- Available records
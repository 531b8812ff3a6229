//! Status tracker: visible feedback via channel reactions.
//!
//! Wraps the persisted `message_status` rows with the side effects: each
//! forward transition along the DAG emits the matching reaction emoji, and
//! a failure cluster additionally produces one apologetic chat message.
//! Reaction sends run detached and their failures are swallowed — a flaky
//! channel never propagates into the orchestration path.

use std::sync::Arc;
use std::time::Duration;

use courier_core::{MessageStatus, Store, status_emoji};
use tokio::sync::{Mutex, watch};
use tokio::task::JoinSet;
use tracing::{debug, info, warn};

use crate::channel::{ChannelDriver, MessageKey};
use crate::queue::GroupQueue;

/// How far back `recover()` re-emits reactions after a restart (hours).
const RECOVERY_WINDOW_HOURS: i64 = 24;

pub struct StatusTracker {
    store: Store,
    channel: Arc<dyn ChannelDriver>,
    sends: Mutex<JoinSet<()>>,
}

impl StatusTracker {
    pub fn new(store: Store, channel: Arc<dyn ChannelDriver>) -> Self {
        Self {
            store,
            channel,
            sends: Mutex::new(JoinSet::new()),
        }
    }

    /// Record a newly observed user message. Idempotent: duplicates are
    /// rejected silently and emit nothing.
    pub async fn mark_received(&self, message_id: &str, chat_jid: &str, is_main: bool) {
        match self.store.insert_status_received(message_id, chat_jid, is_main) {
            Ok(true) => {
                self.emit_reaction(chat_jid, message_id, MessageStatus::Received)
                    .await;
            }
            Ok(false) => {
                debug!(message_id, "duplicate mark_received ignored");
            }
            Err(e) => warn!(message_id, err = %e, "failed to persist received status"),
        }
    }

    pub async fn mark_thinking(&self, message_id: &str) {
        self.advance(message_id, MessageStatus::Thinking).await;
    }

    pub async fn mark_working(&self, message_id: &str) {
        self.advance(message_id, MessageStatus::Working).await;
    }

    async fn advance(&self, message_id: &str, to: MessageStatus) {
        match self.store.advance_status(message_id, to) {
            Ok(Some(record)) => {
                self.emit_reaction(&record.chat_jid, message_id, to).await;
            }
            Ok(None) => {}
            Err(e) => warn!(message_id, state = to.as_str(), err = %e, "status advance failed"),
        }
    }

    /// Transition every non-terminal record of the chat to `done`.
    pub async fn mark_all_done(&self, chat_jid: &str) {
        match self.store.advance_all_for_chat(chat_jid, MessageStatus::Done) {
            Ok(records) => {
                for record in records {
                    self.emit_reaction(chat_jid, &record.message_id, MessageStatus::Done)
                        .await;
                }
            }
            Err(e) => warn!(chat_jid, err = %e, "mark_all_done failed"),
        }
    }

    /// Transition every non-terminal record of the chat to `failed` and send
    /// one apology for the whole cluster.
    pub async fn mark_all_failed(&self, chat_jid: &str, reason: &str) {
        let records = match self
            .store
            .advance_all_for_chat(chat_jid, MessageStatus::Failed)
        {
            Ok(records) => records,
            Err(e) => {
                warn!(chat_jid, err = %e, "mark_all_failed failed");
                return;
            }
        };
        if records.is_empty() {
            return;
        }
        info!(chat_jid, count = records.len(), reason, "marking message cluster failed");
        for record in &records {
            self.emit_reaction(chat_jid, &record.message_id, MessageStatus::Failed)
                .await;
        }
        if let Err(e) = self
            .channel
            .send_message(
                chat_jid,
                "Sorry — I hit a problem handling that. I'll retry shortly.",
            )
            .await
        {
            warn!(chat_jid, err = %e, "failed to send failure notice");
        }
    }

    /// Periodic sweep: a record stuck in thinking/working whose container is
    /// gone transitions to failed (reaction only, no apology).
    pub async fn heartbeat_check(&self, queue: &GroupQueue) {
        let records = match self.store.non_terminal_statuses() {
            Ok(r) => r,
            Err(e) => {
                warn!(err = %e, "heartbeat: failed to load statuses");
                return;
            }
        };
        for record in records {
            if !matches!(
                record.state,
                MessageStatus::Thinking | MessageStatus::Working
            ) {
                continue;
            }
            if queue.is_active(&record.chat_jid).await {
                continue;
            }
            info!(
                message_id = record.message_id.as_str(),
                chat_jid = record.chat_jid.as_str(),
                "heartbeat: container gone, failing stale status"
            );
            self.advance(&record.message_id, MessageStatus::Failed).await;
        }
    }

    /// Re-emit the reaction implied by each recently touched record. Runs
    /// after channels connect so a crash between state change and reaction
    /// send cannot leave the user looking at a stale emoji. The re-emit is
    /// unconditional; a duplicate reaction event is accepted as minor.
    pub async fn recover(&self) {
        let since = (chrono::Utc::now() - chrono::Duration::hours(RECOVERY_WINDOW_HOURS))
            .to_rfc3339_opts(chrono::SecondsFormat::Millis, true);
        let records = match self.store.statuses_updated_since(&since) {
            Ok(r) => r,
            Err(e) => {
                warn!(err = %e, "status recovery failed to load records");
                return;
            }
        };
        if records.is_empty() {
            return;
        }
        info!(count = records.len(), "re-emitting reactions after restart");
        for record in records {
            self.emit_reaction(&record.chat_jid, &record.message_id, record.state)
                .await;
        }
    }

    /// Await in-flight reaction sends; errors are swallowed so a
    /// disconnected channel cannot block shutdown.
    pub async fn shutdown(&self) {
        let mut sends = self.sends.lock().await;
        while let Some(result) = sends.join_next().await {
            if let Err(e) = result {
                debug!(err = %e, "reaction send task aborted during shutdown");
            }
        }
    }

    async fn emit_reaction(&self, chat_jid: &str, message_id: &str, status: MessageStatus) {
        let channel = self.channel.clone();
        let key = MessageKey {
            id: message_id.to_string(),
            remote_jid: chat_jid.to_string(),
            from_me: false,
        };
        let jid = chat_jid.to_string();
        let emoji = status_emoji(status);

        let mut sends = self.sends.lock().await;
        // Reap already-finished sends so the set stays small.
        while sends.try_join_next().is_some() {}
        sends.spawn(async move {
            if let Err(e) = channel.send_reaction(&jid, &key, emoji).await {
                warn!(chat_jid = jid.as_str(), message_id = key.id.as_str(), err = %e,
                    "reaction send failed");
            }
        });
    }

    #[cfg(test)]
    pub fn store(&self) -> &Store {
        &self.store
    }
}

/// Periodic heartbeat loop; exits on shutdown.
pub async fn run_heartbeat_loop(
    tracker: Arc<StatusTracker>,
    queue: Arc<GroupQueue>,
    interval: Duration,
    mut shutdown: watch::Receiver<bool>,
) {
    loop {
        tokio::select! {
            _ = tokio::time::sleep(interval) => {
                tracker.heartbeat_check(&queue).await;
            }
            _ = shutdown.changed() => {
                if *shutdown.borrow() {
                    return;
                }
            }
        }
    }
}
...
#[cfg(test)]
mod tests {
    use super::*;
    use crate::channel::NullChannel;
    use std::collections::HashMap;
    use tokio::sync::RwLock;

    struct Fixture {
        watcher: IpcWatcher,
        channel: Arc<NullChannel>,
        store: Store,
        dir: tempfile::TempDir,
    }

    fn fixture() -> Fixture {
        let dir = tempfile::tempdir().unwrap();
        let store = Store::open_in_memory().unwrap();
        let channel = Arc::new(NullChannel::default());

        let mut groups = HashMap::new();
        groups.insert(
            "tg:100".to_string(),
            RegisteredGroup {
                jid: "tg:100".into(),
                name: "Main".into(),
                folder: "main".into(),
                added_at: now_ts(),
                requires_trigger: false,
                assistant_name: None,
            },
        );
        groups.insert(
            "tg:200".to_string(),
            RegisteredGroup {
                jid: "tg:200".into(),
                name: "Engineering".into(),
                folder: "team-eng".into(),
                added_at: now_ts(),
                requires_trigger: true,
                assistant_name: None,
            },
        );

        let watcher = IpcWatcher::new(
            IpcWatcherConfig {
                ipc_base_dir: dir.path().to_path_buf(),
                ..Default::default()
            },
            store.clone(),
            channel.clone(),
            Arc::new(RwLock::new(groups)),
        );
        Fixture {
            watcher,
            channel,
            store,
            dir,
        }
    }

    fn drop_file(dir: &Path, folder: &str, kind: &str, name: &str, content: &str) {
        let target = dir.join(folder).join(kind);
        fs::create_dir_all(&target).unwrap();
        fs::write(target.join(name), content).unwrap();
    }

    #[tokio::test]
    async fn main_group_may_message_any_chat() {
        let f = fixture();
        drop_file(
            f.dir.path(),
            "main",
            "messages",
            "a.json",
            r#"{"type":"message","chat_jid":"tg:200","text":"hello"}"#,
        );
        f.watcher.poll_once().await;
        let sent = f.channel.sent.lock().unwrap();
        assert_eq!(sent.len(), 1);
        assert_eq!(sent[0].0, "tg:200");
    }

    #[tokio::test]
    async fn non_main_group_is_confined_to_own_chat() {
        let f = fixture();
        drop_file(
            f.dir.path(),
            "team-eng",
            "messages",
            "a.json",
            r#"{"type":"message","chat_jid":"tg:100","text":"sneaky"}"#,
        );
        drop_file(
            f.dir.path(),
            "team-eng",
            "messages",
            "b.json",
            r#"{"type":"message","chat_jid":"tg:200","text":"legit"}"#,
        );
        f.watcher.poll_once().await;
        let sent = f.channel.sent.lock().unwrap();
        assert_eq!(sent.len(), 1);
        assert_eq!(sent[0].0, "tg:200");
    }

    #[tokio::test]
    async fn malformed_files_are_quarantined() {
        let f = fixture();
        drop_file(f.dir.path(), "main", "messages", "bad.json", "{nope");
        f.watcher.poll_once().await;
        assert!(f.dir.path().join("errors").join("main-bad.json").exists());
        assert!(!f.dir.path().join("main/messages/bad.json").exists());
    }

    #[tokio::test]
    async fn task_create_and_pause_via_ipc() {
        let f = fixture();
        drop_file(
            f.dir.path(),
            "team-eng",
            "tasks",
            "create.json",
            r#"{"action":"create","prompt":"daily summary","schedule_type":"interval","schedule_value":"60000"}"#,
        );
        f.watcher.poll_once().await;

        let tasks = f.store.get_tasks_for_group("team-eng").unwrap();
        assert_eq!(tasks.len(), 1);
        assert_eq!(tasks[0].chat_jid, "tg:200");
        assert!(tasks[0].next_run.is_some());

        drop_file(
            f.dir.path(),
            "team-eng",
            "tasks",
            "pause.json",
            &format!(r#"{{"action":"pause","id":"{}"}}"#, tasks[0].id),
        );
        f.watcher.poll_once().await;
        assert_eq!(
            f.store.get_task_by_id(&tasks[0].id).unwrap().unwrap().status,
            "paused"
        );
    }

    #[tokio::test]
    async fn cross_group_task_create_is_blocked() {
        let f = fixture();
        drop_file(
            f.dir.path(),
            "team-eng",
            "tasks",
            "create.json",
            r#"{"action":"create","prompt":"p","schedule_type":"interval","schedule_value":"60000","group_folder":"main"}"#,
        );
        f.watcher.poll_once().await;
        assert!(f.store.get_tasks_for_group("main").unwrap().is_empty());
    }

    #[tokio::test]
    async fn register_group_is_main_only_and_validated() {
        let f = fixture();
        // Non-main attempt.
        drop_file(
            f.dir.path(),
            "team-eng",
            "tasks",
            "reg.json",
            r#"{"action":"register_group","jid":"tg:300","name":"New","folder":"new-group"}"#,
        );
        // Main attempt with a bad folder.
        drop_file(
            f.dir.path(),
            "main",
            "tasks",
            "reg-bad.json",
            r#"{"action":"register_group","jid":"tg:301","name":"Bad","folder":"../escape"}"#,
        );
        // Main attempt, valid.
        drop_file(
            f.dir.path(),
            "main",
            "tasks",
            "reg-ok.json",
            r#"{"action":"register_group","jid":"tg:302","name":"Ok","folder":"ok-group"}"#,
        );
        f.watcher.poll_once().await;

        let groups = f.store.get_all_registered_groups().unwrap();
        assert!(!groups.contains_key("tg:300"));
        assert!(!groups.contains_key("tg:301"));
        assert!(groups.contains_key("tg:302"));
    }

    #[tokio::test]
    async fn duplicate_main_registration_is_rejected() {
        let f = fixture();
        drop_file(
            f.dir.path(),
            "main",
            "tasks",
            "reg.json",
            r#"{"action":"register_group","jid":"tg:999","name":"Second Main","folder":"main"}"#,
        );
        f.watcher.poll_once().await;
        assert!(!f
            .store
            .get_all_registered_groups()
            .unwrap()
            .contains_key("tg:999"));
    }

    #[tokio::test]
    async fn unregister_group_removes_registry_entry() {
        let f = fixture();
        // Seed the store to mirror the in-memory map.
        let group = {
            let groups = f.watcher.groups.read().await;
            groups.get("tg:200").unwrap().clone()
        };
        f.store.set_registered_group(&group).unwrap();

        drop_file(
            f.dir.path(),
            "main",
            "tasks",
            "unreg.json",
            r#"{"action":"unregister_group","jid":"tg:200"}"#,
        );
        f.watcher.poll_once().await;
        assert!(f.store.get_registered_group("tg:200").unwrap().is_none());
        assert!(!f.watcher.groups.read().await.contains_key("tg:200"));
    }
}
--
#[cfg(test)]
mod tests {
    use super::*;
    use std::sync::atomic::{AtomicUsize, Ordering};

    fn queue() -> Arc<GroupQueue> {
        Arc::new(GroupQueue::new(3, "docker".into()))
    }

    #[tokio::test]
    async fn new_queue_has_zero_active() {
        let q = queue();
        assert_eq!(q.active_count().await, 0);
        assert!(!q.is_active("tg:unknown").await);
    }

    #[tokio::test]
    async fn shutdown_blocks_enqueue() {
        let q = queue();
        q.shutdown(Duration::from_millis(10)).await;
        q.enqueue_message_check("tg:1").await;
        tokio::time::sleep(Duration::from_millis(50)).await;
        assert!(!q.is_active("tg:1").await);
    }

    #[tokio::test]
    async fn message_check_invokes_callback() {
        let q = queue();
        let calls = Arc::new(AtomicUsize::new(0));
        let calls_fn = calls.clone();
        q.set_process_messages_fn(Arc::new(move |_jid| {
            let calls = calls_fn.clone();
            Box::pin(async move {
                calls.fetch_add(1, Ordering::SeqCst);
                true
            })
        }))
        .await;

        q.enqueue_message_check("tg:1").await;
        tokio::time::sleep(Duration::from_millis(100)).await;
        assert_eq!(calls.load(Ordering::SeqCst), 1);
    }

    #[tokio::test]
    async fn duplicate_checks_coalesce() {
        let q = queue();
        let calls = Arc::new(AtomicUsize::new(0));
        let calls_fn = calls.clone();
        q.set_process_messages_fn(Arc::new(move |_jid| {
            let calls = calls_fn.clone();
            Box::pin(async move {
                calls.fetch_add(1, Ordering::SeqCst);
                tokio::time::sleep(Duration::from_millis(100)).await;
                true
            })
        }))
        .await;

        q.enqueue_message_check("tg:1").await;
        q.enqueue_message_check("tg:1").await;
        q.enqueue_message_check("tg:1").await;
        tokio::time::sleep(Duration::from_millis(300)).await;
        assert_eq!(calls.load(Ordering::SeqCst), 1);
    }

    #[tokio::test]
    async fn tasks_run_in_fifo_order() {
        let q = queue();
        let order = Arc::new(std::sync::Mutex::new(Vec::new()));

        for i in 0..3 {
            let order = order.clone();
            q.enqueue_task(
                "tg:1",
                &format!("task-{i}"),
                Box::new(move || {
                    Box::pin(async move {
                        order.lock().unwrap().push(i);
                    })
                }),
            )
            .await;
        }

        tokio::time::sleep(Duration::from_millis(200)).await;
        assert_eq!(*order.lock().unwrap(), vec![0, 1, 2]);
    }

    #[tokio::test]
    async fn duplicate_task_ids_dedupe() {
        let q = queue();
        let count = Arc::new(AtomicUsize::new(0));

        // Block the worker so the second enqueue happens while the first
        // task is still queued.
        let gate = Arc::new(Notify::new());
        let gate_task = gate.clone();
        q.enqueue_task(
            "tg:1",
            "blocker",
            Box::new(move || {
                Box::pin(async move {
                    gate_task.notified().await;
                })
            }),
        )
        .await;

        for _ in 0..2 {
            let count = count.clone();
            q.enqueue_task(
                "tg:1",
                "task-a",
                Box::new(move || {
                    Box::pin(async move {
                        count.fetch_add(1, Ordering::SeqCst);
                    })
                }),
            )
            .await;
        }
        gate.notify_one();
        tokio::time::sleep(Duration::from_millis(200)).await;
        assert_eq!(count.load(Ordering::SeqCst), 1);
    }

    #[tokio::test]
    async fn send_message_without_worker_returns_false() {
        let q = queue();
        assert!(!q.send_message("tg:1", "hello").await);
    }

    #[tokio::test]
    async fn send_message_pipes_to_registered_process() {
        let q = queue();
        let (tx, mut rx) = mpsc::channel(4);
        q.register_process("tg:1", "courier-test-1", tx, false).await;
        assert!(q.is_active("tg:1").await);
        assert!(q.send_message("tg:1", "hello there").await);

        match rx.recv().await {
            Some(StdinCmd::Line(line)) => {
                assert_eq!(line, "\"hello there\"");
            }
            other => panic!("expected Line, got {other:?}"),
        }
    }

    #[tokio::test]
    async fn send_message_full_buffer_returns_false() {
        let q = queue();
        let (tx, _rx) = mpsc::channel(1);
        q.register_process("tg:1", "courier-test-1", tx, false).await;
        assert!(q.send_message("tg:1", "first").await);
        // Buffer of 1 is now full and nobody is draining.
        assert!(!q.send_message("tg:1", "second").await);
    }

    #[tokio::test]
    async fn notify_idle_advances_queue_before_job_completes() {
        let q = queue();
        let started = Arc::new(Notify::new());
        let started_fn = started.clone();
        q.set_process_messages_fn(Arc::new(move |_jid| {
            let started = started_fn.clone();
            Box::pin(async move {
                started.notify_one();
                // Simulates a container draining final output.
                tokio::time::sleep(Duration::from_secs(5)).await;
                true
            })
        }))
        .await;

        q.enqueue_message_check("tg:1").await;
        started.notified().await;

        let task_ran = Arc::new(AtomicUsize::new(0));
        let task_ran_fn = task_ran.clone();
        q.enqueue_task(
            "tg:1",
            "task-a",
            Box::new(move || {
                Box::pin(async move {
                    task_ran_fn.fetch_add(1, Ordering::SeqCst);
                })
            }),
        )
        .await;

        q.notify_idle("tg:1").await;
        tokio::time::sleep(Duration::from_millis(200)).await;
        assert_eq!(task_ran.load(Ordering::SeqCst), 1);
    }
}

- Exercise aim
Collect every line from the records above that contains the word "info".

- Solution to the exercise
use tracing::{debug, info, warn};
        info!(chat_jid, count = records.len(), reason, "marking message cluster failed");
            info!(
        info!(count = records.len(), "re-emitting reactions after restart");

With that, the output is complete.